(Exercise requirements): Work out how many lines of the records contain "TrackingRun". Answer with the number and nothing else.

[Start of section]

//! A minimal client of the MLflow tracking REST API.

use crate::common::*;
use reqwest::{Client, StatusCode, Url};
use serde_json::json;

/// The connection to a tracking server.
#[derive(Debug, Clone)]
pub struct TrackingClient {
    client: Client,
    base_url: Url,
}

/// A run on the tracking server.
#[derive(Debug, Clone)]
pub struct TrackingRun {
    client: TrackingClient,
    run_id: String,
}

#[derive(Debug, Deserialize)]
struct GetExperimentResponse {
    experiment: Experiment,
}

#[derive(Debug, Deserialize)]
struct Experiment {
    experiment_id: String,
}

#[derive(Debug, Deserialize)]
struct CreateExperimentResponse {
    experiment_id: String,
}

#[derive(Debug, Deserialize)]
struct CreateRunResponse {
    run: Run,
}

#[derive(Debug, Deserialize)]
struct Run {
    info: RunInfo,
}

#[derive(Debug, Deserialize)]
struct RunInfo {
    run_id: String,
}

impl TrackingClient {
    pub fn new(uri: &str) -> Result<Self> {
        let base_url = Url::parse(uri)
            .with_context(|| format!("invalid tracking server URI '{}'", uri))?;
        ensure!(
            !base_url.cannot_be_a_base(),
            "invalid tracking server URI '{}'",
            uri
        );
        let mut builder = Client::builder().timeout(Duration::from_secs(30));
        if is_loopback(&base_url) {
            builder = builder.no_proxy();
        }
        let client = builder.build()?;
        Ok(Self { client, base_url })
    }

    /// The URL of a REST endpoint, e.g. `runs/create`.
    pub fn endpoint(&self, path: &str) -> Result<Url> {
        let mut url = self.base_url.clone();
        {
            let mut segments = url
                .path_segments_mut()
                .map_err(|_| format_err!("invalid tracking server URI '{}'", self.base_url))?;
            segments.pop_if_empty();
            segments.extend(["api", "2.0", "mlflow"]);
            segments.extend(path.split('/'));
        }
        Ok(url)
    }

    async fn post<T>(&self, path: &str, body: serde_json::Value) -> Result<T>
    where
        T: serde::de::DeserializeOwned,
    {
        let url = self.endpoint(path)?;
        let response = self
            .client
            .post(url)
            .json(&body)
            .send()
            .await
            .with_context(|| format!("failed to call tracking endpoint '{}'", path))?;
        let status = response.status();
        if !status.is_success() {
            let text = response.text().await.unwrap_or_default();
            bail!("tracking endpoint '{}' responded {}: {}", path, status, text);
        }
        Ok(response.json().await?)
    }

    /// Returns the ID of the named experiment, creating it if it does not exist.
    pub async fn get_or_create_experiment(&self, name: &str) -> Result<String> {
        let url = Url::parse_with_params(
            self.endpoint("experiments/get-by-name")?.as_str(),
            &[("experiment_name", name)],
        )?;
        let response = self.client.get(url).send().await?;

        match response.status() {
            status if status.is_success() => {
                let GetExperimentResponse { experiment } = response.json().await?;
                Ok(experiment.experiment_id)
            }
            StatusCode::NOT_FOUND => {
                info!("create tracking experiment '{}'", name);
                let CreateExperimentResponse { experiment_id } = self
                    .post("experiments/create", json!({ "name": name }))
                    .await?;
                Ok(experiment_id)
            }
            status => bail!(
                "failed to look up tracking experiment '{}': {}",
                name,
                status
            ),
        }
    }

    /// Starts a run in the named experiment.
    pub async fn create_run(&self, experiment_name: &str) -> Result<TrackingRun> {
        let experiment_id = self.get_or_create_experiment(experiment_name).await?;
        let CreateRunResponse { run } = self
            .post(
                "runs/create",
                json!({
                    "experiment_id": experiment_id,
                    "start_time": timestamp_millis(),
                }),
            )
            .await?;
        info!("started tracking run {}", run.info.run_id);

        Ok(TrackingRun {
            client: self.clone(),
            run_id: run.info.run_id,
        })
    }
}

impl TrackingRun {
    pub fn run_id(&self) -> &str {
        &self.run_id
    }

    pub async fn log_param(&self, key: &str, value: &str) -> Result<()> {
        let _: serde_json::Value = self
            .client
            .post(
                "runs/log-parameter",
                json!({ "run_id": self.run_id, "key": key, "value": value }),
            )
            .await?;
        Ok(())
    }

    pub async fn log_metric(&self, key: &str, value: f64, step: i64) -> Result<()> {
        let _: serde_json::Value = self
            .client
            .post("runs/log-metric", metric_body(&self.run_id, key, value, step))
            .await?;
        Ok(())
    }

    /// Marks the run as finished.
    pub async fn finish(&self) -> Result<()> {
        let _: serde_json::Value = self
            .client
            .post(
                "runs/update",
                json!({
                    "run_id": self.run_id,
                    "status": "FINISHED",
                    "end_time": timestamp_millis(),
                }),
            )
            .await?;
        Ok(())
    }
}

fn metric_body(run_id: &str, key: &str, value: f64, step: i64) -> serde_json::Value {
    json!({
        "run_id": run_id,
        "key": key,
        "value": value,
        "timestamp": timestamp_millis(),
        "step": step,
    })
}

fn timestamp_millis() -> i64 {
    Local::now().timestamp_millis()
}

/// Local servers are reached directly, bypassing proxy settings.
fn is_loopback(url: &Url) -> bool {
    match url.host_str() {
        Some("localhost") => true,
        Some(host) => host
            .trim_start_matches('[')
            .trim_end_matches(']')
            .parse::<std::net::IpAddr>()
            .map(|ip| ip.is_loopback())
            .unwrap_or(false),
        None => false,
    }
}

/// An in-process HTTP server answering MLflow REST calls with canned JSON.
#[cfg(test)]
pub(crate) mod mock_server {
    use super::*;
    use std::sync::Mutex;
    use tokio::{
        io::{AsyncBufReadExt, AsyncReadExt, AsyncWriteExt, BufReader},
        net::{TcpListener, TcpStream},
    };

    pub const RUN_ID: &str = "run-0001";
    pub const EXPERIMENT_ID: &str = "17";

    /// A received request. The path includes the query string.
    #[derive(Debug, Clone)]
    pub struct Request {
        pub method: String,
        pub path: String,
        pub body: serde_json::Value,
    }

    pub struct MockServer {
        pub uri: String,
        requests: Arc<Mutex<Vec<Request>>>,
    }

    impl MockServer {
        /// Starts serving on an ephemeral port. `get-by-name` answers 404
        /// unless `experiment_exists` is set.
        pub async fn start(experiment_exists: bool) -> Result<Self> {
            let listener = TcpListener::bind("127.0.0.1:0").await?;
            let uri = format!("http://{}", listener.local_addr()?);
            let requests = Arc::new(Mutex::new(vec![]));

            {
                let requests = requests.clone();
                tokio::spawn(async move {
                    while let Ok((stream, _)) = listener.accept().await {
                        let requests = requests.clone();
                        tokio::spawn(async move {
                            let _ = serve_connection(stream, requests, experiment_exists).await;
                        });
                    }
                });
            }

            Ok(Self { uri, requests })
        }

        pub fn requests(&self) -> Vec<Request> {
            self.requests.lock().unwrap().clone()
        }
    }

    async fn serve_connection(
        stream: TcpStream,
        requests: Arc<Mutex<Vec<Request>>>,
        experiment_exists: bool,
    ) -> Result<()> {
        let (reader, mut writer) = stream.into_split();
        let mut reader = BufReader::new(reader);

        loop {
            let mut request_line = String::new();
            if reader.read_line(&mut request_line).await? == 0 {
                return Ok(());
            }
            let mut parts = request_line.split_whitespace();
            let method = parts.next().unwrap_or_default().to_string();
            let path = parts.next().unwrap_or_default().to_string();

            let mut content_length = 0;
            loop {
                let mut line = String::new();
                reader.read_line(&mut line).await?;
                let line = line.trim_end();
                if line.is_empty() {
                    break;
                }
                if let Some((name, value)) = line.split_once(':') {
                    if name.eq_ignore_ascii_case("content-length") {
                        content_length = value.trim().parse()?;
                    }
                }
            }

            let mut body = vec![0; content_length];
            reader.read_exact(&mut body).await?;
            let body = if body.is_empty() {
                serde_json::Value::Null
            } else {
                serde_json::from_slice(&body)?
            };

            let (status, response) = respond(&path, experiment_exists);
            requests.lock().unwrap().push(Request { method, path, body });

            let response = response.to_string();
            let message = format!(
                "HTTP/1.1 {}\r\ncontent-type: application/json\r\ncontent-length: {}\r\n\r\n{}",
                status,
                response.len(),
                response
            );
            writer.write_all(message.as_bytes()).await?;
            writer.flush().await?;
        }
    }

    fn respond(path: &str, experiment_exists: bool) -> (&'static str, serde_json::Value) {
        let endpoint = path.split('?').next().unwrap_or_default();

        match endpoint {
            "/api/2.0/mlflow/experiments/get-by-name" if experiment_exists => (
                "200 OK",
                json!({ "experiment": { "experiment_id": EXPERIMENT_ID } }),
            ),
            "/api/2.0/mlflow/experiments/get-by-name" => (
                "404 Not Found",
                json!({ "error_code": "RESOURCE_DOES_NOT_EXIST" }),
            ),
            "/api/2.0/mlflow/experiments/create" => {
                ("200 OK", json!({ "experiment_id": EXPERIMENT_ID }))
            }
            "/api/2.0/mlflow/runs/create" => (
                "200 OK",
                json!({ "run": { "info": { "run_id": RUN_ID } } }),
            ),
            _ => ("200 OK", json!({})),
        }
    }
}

[End of section]

(Answer section): 4